Problem requirements:
Each line starting at the one that contains "lead from origin" and ending at the one that contains "let body = match" must be returned exactly, and the rest of the listing is left out.

Content starts

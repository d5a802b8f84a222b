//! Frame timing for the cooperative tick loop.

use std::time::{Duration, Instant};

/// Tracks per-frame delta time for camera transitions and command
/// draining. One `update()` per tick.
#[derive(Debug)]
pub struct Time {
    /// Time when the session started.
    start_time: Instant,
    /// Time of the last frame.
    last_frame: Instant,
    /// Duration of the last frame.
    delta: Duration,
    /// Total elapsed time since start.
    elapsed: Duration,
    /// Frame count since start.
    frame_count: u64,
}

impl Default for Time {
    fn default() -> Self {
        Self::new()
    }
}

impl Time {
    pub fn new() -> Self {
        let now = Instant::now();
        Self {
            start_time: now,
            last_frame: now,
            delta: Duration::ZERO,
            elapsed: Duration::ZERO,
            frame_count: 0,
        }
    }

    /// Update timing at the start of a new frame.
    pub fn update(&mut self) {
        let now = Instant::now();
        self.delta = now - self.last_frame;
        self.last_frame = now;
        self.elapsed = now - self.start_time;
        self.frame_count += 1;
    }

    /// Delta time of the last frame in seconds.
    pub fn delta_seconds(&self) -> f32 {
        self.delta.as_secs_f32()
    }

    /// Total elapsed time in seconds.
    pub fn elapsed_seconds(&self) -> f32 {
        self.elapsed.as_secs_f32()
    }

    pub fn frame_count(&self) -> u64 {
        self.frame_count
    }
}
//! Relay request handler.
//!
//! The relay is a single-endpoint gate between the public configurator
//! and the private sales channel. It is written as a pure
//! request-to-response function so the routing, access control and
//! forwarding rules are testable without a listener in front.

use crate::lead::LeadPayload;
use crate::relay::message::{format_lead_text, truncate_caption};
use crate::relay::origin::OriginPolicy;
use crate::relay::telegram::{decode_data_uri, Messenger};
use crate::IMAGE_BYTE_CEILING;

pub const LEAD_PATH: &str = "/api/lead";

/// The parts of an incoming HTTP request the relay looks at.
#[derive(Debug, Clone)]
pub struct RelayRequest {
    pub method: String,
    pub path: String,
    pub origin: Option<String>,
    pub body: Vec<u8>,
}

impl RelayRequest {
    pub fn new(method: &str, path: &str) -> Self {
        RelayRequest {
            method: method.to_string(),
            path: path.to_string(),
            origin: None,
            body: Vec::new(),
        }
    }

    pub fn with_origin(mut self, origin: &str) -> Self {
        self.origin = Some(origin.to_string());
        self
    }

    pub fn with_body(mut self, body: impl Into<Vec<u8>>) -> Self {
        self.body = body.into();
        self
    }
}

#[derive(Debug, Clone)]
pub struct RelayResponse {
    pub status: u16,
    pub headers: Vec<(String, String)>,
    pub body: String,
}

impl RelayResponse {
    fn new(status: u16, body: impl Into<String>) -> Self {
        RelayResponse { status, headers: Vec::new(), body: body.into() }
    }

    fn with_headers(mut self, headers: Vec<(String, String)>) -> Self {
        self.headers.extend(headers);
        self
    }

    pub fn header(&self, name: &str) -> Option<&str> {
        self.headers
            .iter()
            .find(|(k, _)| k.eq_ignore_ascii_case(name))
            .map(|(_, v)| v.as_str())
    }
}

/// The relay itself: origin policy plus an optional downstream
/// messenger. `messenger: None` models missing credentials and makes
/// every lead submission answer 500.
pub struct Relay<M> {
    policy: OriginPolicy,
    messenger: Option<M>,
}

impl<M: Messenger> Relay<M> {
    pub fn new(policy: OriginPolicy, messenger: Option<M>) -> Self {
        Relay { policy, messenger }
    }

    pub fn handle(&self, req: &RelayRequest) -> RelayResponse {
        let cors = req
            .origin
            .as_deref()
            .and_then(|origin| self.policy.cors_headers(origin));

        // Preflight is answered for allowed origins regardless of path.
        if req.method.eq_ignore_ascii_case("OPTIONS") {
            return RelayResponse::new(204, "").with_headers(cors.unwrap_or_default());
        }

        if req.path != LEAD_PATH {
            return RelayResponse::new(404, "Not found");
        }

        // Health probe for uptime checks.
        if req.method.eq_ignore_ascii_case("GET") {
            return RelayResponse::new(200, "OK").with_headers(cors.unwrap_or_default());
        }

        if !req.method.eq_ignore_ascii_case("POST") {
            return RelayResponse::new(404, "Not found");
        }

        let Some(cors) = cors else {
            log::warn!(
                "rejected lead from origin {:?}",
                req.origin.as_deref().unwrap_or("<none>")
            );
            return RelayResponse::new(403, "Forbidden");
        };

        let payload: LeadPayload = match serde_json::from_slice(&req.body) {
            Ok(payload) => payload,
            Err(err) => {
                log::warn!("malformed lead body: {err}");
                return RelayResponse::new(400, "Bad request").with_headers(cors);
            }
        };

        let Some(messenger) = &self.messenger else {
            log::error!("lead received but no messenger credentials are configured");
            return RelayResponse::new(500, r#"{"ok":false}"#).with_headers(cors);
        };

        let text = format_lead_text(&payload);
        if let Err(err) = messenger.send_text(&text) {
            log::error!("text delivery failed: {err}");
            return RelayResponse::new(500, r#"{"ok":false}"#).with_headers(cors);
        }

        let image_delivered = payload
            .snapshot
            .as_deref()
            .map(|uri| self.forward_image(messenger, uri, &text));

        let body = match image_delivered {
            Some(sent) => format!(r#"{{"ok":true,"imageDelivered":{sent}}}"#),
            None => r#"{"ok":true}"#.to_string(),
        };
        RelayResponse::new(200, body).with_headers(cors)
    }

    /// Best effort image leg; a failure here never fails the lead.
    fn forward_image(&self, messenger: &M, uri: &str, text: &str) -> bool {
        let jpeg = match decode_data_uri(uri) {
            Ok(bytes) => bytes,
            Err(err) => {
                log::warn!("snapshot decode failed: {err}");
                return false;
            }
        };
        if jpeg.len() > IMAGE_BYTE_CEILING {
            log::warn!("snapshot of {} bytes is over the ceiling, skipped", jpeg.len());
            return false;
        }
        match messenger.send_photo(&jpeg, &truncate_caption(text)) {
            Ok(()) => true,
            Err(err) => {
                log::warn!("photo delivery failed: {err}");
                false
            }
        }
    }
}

Content ends

Exercise solution:
                "rejected lead from origin {:?}",
                req.origin.as_deref().unwrap_or("<none>")
            );
            return RelayResponse::new(403, "Forbidden");
        };

        let payload: LeadPayload = match serde_json::from_slice(&req.body) {
            Ok(payload) => payload,
            Err(err) => {
                log::warn!("malformed lead body: {err}");
                return RelayResponse::new(400, "Bad request").with_headers(cors);
            }
        };

        let Some(messenger) = &self.messenger else {
            log::error!("lead received but no messenger credentials are configured");
            return RelayResponse::new(500, r#"{"ok":false}"#).with_headers(cors);
        };

        let text = format_lead_text(&payload);
        if let Err(err) = messenger.send_text(&text) {
            log::error!("text delivery failed: {err}");
            return RelayResponse::new(500, r#"{"ok":false}"#).with_headers(cors);
        }

        let image_delivered = payload
            .snapshot
            .as_deref()
            .map(|uri| self.forward_image(messenger, uri, &text));

        let body = match image_delivered {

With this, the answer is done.